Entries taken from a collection

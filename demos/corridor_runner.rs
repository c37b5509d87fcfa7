//! Drives the learning engine against a small simulated side-scroller.
//!
//! The first half of every level is a Cube section with ground spikes, the
//! second half a Ship section with a ceiling and floor to avoid. Operator
//! commands are read from stdin, one letter per line:
//!
//! ```text
//! d  toggle debug output     m  manual control     x  leave manual control
//! 0-3 manual action          s  save weights       l  load weights
//! r  reset exploration       e  exploration 0.10   q  quit
//! ```
//!
//! ```bash
//! RUST_LOG=info cargo run --example corridor_runner -- --attempts 200 --frame-ms 0
//! ```

use clap::Parser;
use dashq::agent::{LearningEngine, OperatingContext};
use dashq::config::AgentConfig;
use dashq::error::Result;
use dashq::perception::{Obstacle, PerceptionSession, RawObservation, ScanArea};
use dashq::session::{
    Actuator, CommandSource, ControlLoop, Frame, FramePacer, OperatorCommand, Perception, OVERRIDE_EXPLORATION_RATE,
};
use log::{info, warn};
use std::cell::RefCell;
use std::io::BufRead;
use std::path::PathBuf;
use std::rc::Rc;
use std::sync::mpsc::{self, Receiver};
use std::thread;
use std::time::Duration;

const GROUND: f32 = 300.0;
const CEILING: f32 = 60.0;
const LEVEL_LENGTH: f32 = 3000.0;
const SHIP_START: f32 = 1500.0;
const SPIKE_SPACING: f32 = 180.0;

/// Train the value network on a simulated corridor
#[derive(Parser, Debug)]
#[command(name = "corridor_runner")]
#[command(about = "Online Q-learning on a simulated side-scroller", long_about = None)]
struct Args {
    /// JSON file overriding the default hyperparameters
    #[arg(short, long)]
    config: Option<PathBuf>,

    /// Stop after this many attempts
    #[arg(short, long)]
    attempts: Option<usize>,

    /// Stop after this many seconds of wall-clock time
    #[arg(long)]
    max_seconds: Option<u64>,

    /// Frame budget in milliseconds (0 runs as fast as possible)
    #[arg(long)]
    frame_ms: Option<u64>,

    /// Pause between a crash and the restart, in milliseconds
    #[arg(long, default_value_t = 0)]
    restart_ms: u64,

    /// Weight snapshot path
    #[arg(short, long)]
    weights: Option<PathBuf>,

    /// Load the snapshot before starting
    #[arg(short, long)]
    load: bool,

    /// Save the snapshot when the session ends
    #[arg(short, long)]
    save: bool,

    /// Random seed
    #[arg(long)]
    seed: Option<u64>,
}

struct Level {
    x: f32,
    y: f32,
    vy: f32,
    thrust: bool,
}

impl Level {
    fn new() -> Self {
        Level { x: 0.0, y: GROUND, vy: 0.0, thrust: false }
    }

    fn context(&self) -> OperatingContext {
        if self.x < SHIP_START {
            OperatingContext::Cube
        } else {
            OperatingContext::Ship
        }
    }

    fn advance(&mut self) {
        self.x += 5.0;
        match self.context() {
            OperatingContext::Ship => {
                self.vy += if self.thrust { -0.8 } else { 0.6 };
                self.vy = self.vy.clamp(-6.0, 6.0);
            }
            _ => self.vy += 1.0,
        }
        self.thrust = false;
        self.y = (self.y + self.vy).min(GROUND);
        if self.y >= GROUND {
            self.vy = 0.0;
        }
    }

    fn act(&mut self, action: usize) {
        match (self.context(), action) {
            (OperatingContext::Cube, 1) | (OperatingContext::Cube, 2) if self.y >= GROUND => self.vy = -13.0,
            (OperatingContext::Ship, 1) | (OperatingContext::Ship, 2) => self.thrust = true,
            _ => {}
        }
    }

    fn spikes_ahead(&self) -> Vec<Obstacle> {
        if self.x >= SHIP_START {
            return Vec::new();
        }
        let next = ((self.x / SPIKE_SPACING).floor() + 1.0) * SPIKE_SPACING;
        (0..3)
            .map(|i| next + i as f32 * SPIKE_SPACING)
            .filter(|&spike| spike < SHIP_START)
            .map(|spike| Obstacle { dx: spike - self.x, y: GROUND, width: 14.0 })
            .collect()
    }

    fn crashed(&self) -> bool {
        match self.context() {
            OperatingContext::Ship => self.y <= CEILING || self.y >= GROUND,
            _ => {
                let nearest = (self.x / SPIKE_SPACING).round() * SPIKE_SPACING;
                nearest > 0.0 && (self.x - nearest).abs() < 7.0 && self.y > GROUND - 20.0
            }
        }
    }

    fn completed(&self) -> bool {
        self.x >= LEVEL_LENGTH
    }
}

struct Screen {
    level: Rc<RefCell<Level>>,
    session: PerceptionSession,
}

impl Perception for Screen {
    fn sense(&mut self) -> Result<Frame> {
        let mut level = self.level.borrow_mut();
        level.advance();
        let raw = RawObservation {
            player_x: level.x % 600.0,
            player_y: level.y,
            player_visible: true,
            obstacles: level.spikes_ahead(),
            context: level.context(),
        };
        let encoded = self.session.observe(&raw);
        Ok(Frame {
            state: encoded.state,
            context: raw.context,
            crashed: level.crashed() || encoded.player_lost,
            completed: level.completed(),
        })
    }

    fn begin_attempt(&mut self) {
        self.session.begin_attempt();
    }
}

struct Controls {
    level: Rc<RefCell<Level>>,
}

impl Actuator for Controls {
    fn perform(&mut self, action: usize, _context: OperatingContext) -> Result<()> {
        self.level.borrow_mut().act(action);
        Ok(())
    }

    fn restart(&mut self) -> Result<()> {
        *self.level.borrow_mut() = Level::new();
        Ok(())
    }
}

/// Operator commands typed on stdin, collected by a reader thread
struct Console {
    lines: Receiver<String>,
}

impl Console {
    fn spawn() -> Self {
        let (tx, rx) = mpsc::channel();
        thread::spawn(move || {
            let stdin = std::io::stdin();
            for line in stdin.lock().lines().map_while(|line| line.ok()) {
                if tx.send(line).is_err() {
                    break;
                }
            }
        });
        Console { lines: rx }
    }

    fn parse(line: &str) -> Option<OperatorCommand> {
        let command = match line.trim() {
            "d" => OperatorCommand::ToggleDebug,
            "m" => OperatorCommand::EnterManual,
            "x" => OperatorCommand::ExitManual,
            "s" => OperatorCommand::Save,
            "l" => OperatorCommand::Load,
            "r" => OperatorCommand::ResetExploration,
            "e" => OperatorCommand::SetExploration(OVERRIDE_EXPLORATION_RATE),
            "q" => OperatorCommand::Quit,
            other => OperatorCommand::ManualAction(other.parse().ok()?),
        };
        Some(command)
    }
}

impl CommandSource for Console {
    fn poll(&mut self) -> Vec<OperatorCommand> {
        self.lines.try_iter().filter_map(|line| Self::parse(&line)).collect()
    }
}

fn main() -> Result<()> {
    env_logger::Builder::from_env(env_logger::Env::default().default_filter_or("info")).init();
    let args = Args::parse();

    let mut config = match &args.config {
        Some(path) => AgentConfig::from_json_file(path)?,
        None => AgentConfig::default(),
    };
    if let Some(frame_ms) = args.frame_ms {
        config.frame_budget_ms = frame_ms;
    }
    if let Some(weights) = args.weights.clone() {
        config.weights_path = weights;
    }
    if args.seed.is_some() {
        config.seed = args.seed;
    }

    let mut engine = LearningEngine::new(config)?;
    if args.load {
        match engine.load_default() {
            Ok(()) => {}
            Err(e) => warn!("Starting from fresh weights: {}", e),
        }
    }

    let level = Rc::new(RefCell::new(Level::new()));
    let screen = Screen {
        level: Rc::clone(&level),
        session: PerceptionSession::new(ScanArea::default(), 1.0 / 60.0),
    };
    let pacer = FramePacer::from_millis(engine.config().frame_budget_ms);
    let mut session = ControlLoop::new(engine, screen, Controls { level }, Console::spawn(), ScanArea::default())
        .with_pacer(pacer)
        .with_restart_delay(Duration::from_millis(args.restart_ms));

    if let Some(seconds) = args.max_seconds {
        let stop = session.stop_handle();
        thread::spawn(move || {
            thread::sleep(Duration::from_secs(seconds));
            stop.stop();
        });
    }

    info!("Training loop started");
    let stats = session.run(args.attempts);
    info!(
        "Finished {} attempts ({} frames, {} training steps), best time {:.1}s, best progress {:.3}",
        stats.attempts, stats.frames, stats.training_steps, stats.best_attempt_secs, stats.best_progress
    );
    if let Some(loss) = stats.last_loss {
        info!("Last training loss {:.5}", loss);
    }

    if args.save {
        session.engine().save_default()?;
    }
    Ok(())
}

• WORK REQUIRED
Among the lines above, find those holding "mpsc" and copy each one.

• ANSWER BOX
use std::sync::mpsc::{self, Receiver};
        let (tx, rx) = mpsc::channel();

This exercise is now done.